What is being asked → Your task is to transcribe, without alteration, the lines from the top of the material below through the line bearing "fn attestation_key_from_raw(raw: &[u8;", inclusive.

Data for this exercise →
//! Verify the quote signature chain against configured trust anchors.

use anyhow::{anyhow, bail, ensure, Context as _};
use p256::ecdsa::signature::Verifier;
use p256::ecdsa::{Signature, VerifyingKey};

use crate::quote::Quote;

/// A trust-anchor key that endorses attestation keys.
///
/// This is the root the signature chain of a quote must validate up to.
#[derive(Debug, Clone)]
pub struct TrustAnchor(VerifyingKey);

impl TrustAnchor {
    /// Creates a `TrustAnchor` from a hex-encoded SEC1 P-256 public key,
    /// the shape trust roots are carried in policy files.
    pub fn from_hex(hex_point: &str) -> anyhow::Result<TrustAnchor> {
        let bytes = hex::decode(hex_point).context("Trust anchor is not valid hex")?;
        let key = VerifyingKey::from_sec1_bytes(&bytes)
            .map_err(|_| anyhow!("Trust anchor is not a valid SEC1 P-256 public key"))?;
        Ok(TrustAnchor(key))
    }

    fn endorses(&self, attestation_key: &[u8; 64], endorsement: &Signature) -> bool {
        self.0.verify(attestation_key, endorsement).is_ok()
    }
}

/// Reconstructs a P-256 verifying key from raw affine coordinates (x||y).
fn attestation_key_from_raw(raw: &[u8; 64]) -> anyhow::Result<VerifyingKey> {
    let point = p256::EncodedPoint::from_affine_coordinates(
        p256::FieldBytes::from_slice(&raw[..32]),
        p256::FieldBytes::from_slice(&raw[32..]),
        false,
    );
    VerifyingKey::from_encoded_point(&point)
        .map_err(|_| anyhow!("Attestation key is not a valid P-256 point"))
}

/// Verifies the signature chain of a quote.
///
/// The key endorsement must validate under one of the configured trust
/// anchors, and the quote signature must validate under the endorsed
/// attestation key over the signed region (header + report body).
///
/// # Errors
/// Returns an error if no anchors are configured, if the embedded signatures
/// or key are malformed, or if either link of the chain does not verify.
pub fn verify_signature_chain(quote: &Quote, anchors: &[TrustAnchor]) -> anyhow::Result<()> {
    ensure!(!anchors.is_empty(), "No trust anchors configured");

    let endorsement = Signature::from_slice(&quote.signature.key_endorsement)
        .map_err(|_| anyhow!("Key endorsement is not a valid ECDSA signature"))?;
    if !anchors
        .iter()
        .any(|anchor| anchor.endorses(&quote.signature.attestation_key, &endorsement))
    {
        bail!("Attestation key is not endorsed by any configured trust anchor");
    }

    let attestation_key = attestation_key_from_raw(&quote.signature.attestation_key)?;
    let quote_signature = Signature::from_slice(&quote.signature.quote_signature)
        .map_err(|_| anyhow!("Quote signature is not a valid ECDSA signature"))?;
    attestation_key
        .verify(quote.signed_region(), &quote_signature)
        .context("Quote signature does not verify under the endorsed attestation key")?;

    Ok(())
}

#[cfg(test)]
mod test {
    use super::*;
    use crate::generate::QuoteSigner;
    use crate::quote::TdReportBody;

    fn signer() -> QuoteSigner {
        QuoteSigner::from_seeds([1u8; 32], [2u8; 32]).unwrap()
    }

    fn anchor() -> TrustAnchor {
        TrustAnchor::from_hex(&signer().anchor_public_key_hex()).unwrap()
    }

    #[test]
    fn valid_chain_verifies() {
        let bytes = signer().sign(&TdReportBody::default(), [0u8; 20]);
        let quote = Quote::parse(&bytes).unwrap();
        verify_signature_chain(&quote, &[anchor()]).unwrap();
    }

    #[test]
    fn chain_fails_without_anchors() {
        let bytes = signer().sign(&TdReportBody::default(), [0u8; 20]);
        let quote = Quote::parse(&bytes).unwrap();
        assert!(verify_signature_chain(&quote, &[]).is_err());
    }

    #[test]
    fn chain_fails_under_a_different_anchor() {
        let bytes = signer().sign(&TdReportBody::default(), [0u8; 20]);
        let quote = Quote::parse(&bytes).unwrap();
        let other = QuoteSigner::from_seeds([1u8; 32], [9u8; 32]).unwrap();
        let wrong_anchor = TrustAnchor::from_hex(&other.anchor_public_key_hex()).unwrap();
        assert!(verify_signature_chain(&quote, &[wrong_anchor]).is_err());
    }

    #[test]
    fn chain_fails_on_tampered_report_body() {
        let mut bytes = signer().sign(&TdReportBody::default(), [0u8; 20]);
        // Flip one byte inside mr_td
        bytes[crate::quote::HEADER_SIZE + 70] ^= 0x01;
        let quote = Quote::parse(&bytes).unwrap();
        assert!(verify_signature_chain(&quote, &[anchor()]).is_err());
    }

    #[test]
    fn chain_fails_on_swapped_attestation_key() {
        let mut bytes = signer().sign(&TdReportBody::default(), [0u8; 20]);
        // Replace the attestation key with another valid key; the anchor
        // endorsement no longer covers it.
        let other = QuoteSigner::from_seeds([5u8; 32], [2u8; 32]).unwrap();
        let other_bytes = other.sign(&TdReportBody::default(), [0u8; 20]);
        let key_offset = crate::quote::SIGNED_REGION_SIZE + 4 + 64;
        bytes[key_offset..key_offset + 64]
            .copy_from_slice(&other_bytes[key_offset..key_offset + 64]);
        let quote = Quote::parse(&bytes).unwrap();
        assert!(verify_signature_chain(&quote, &[anchor()]).is_err());
    }

    #[test]
    fn anchor_from_bad_hex_is_rejected() {
        assert!(TrustAnchor::from_hex("not hex").is_err());
        assert!(TrustAnchor::from_hex("00ff").is_err());
    }
}
use crate::error::{LogBufferError, PollError};
use crate::fragment::FragmentHandler;
use crate::layout::{compute_term_count, index_by_term_count};
use crate::log_buffers::LogBuffers;
use crate::reader::{ReadContext, read_term};
use std::sync::Arc;
use tracing::{debug, warn};

/// Non-blocking reader of one log.
///
/// Each subscription owns a slot in the log metadata where it publishes its
/// consumption position; the publisher reads those slots for backpressure.
/// A subscription starts at the publisher's position when it attaches.
pub struct Subscription {
    log: Arc<LogBuffers>,
    slot: Option<usize>,
    position: i64,
    term_length_mask: i64,
    position_bits_to_shift: u32,
    initial_term_id: i32,
    session_id: i32,
    stream_id: i32,
}

impl Subscription {
    pub fn new(log: Arc<LogBuffers>) -> Result<Self, LogBufferError> {
        let config = *log.config();
        // Claim with the position seen now, then move up to the position seen
        // once the slot is live: the publisher cannot clean anything at or
        // after the first position while the slot holds it.
        let slot = log.claim_subscriber_slot(log.producer_position())?;
        let position = log.producer_position();
        log.update_subscriber_position(slot, position);

        Ok(Self {
            slot: Some(slot),
            position,
            term_length_mask: config.term_length as i64 - 1,
            position_bits_to_shift: config.position_bits_to_shift(),
            initial_term_id: config.initial_term_id,
            session_id: config.session_id,
            stream_id: config.stream_id,
            log,
        })
    }

    /// Deliver up to `fragment_limit` fragments to `handler`, in order.
    ///
    /// Returns the number delivered, `Ok(0)` when nothing is ready. Rolls
    /// into the next term when the current one is exhausted.
    pub fn poll<H: FragmentHandler + ?Sized>(
        &mut self,
        handler: &mut H,
        fragment_limit: usize,
    ) -> Result<usize, PollError> {
        let slot = self.slot.ok_or(PollError::Closed)?;
        let start = self.position;
        let mut fragments = 0;

        let result = loop {
            let term_count = compute_term_count(self.position, self.position_bits_to_shift);
            let offset = (self.position & self.term_length_mask) as usize;
            let term = self.log.term_buffer(index_by_term_count(term_count));
            let context = ReadContext {
                term_id: self.initial_term_id.wrapping_add(term_count),
                session_id: self.session_id,
                stream_id: self.stream_id,
                initial_term_id: self.initial_term_id,
                position_bits_to_shift: self.position_bits_to_shift,
            };

            let read = read_term(term, offset, &context, fragment_limit - fragments, &mut *handler);
            fragments += read.fragments;
            self.position += (read.offset - offset) as i64;

            if let Some(kind) = read.corruption {
                warn!(
                    position = self.position,
                    stream_id = self.stream_id,
                    %kind,
                    "corrupt frame in log"
                );
                break Err(PollError::DataCorruption {
                    position: self.position,
                    kind,
                });
            }
            if read.offset < term.capacity() || fragments >= fragment_limit {
                break Ok(fragments);
            }
        };

        if self.position != start {
            self.log.update_subscriber_position(slot, self.position);
        }
        result
    }

    /// Stream position of the next fragment to deliver.
    pub fn position(&self) -> i64 {
        self.position
    }

    /// Release the metadata slot. Later polls return `Closed`.
    pub fn close(&mut self) {
        if let Some(slot) = self.slot.take() {
            self.log.release_subscriber_slot(slot);
            debug!(stream_id = self.stream_id, position = self.position, "subscription closed");
        }
    }

    pub fn is_closed(&self) -> bool {
        self.slot.is_none()
    }

    pub fn session_id(&self) -> i32 {
        self.session_id
    }

    pub fn stream_id(&self) -> i32 {
        self.stream_id
    }

    pub fn log(&self) -> &Arc<LogBuffers> {
        &self.log
    }
}

impl Drop for Subscription {
    fn drop(&mut self) {
        self.close();
    }
}

#[cfg(test)]
mod tests {
    use super::*;
    use crate::config::LogConfig;
    use crate::error::Corruption;
    use crate::frame::{Header, TERM_OFFSET_OFFSET};
    use crate::publication::Publication;
    use strata_buffer::AtomicBuffer;

    fn log(term_length: usize) -> Arc<LogBuffers> {
        Arc::new(LogBuffers::in_memory(&LogConfig::new(term_length).with_stream_id(10)).unwrap())
    }

    fn drain(subscription: &mut Subscription, limit: usize) -> Vec<Vec<u8>> {
        let mut seen = Vec::new();
        subscription
            .poll(
                &mut |buffer: &AtomicBuffer, offset: usize, length: usize, _header: &Header| {
                    seen.push(buffer.bytes(offset, length).to_vec())
                },
                limit,
            )
            .unwrap();
        seen
    }

    #[test]
    fn nothing_ready_polls_zero() {
        let log = log(1024);
        let mut subscription = Subscription::new(log).unwrap();
        let mut calls = 0;
        let polled = subscription
            .poll(&mut |_: &AtomicBuffer, _: usize, _: usize, _: &Header| calls += 1, 10)
            .unwrap();
        assert_eq!((polled, calls), (0, 0));
    }

    #[test]
    fn zero_length_message_is_one_empty_fragment() {
        let log = log(1024);
        let mut subscription = Subscription::new(Arc::clone(&log)).unwrap();
        let mut publication = Publication::new(log);
        assert_eq!(publication.offer(&[]), Ok(32));

        let mut lengths = Vec::new();
        let polled = subscription
            .poll(
                &mut |_: &AtomicBuffer, _: usize, length: usize, header: &Header| {
                    lengths.push((length, header.position()))
                },
                10,
            )
            .unwrap();
        assert_eq!(polled, 1);
        assert_eq!(lengths, vec![(0, 32)]);
        assert_eq!(subscription.position(), 32);
    }

    #[test]
    fn polling_rolls_over_into_the_next_term() {
        let log = log(1024);
        let mut subscription = Subscription::new(Arc::clone(&log)).unwrap();
        let mut publication = Publication::new(log);

        let mut offered = Vec::new();
        for i in 0..20u8 {
            let message = [i; 32];
            loop {
                match publication.offer(&message) {
                    Ok(_) => break,
                    Err(e) if e.is_back_pressure() => continue,
                    Err(e) => panic!("offer failed: {e}"),
                }
            }
            offered.push(message.to_vec());
        }

        assert_eq!(drain(&mut subscription, 100), offered);
        assert_eq!(subscription.position(), 1024 + 4 * 64);
    }

    #[test]
    fn subscription_joins_at_the_current_position() {
        let log = log(1024);
        let _early = Subscription::new(Arc::clone(&log)).unwrap();
        let mut publication = Publication::new(Arc::clone(&log));
        publication.offer(b"before").unwrap();

        let mut late = Subscription::new(log).unwrap();
        assert_eq!(late.position(), 64);
        publication.offer(b"after").unwrap();
        assert_eq!(drain(&mut late, 10), vec![b"after".to_vec()]);
    }

    #[test]
    fn progress_is_published_for_backpressure() {
        let log = log(1024);
        let mut subscription = Subscription::new(Arc::clone(&log)).unwrap();
        let mut publication = Publication::new(Arc::clone(&log));
        publication.offer(&[1u8; 40]).unwrap();
        assert_eq!(log.min_subscriber_position(), Some(0));
        drain(&mut subscription, 10);
        assert_eq!(log.min_subscriber_position(), Some(96));
    }

    #[test]
    fn corruption_stops_the_poll_at_the_bad_frame() {
        let log = log(1024);
        let mut subscription = Subscription::new(Arc::clone(&log)).unwrap();
        let mut publication = Publication::new(Arc::clone(&log));
        publication.offer(b"good").unwrap();
        publication.offer(b"bad").unwrap();
        log.term_buffer(0).put_i32(64 + TERM_OFFSET_OFFSET, 512);

        let mut seen = 0;
        let err = subscription
            .poll(&mut |_: &AtomicBuffer, _: usize, _: usize, _: &Header| seen += 1, 10)
            .unwrap_err();
        assert_eq!(seen, 1);
        assert_eq!(
            err,
            PollError::DataCorruption {
                position: 64,
                kind: Corruption::TermOffsetMismatch { found: 512 },
            }
        );
        assert_eq!(subscription.position(), 64);
    }

    #[test]
    fn close_releases_the_slot() {
        let log = log(1024);
        let mut subscription = Subscription::new(Arc::clone(&log)).unwrap();
        assert!(log.is_connected());
        assert!(!subscription.is_closed());
        subscription.close();
        subscription.close();
        assert!(!log.is_connected());
        assert!(subscription.is_closed());
        let result =
            subscription.poll(&mut |_: &AtomicBuffer, _: usize, _: usize, _: &Header| {}, 1);
        assert_eq!(result, Err(PollError::Closed));
    }

    #[test]
    fn dropping_detaches() {
        let log = log(1024);
        drop(Subscription::new(Arc::clone(&log)).unwrap());
        assert_eq!(log.subscriber_count(), 0);
    }
}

Output for this task →
//! Verify the quote signature chain against configured trust anchors.

use anyhow::{anyhow, bail, ensure, Context as _};
use p256::ecdsa::signature::Verifier;
use p256::ecdsa::{Signature, VerifyingKey};

use crate::quote::Quote;

/// A trust-anchor key that endorses attestation keys.
///
/// This is the root the signature chain of a quote must validate up to.
#[derive(Debug, Clone)]
pub struct TrustAnchor(VerifyingKey);

impl TrustAnchor {
    /// Creates a `TrustAnchor` from a hex-encoded SEC1 P-256 public key,
    /// the shape trust roots are carried in policy files.
    pub fn from_hex(hex_point: &str) -> anyhow::Result<TrustAnchor> {
        let bytes = hex::decode(hex_point).context("Trust anchor is not valid hex")?;
        let key = VerifyingKey::from_sec1_bytes(&bytes)
            .map_err(|_| anyhow!("Trust anchor is not a valid SEC1 P-256 public key"))?;
        Ok(TrustAnchor(key))
    }

    fn endorses(&self, attestation_key: &[u8; 64], endorsement: &Signature) -> bool {
        self.0.verify(attestation_key, endorsement).is_ok()
    }
}

/// Reconstructs a P-256 verifying key from raw affine coordinates (x||y).
fn attestation_key_from_raw(raw: &[u8; 64]) -> anyhow::Result<VerifyingKey> {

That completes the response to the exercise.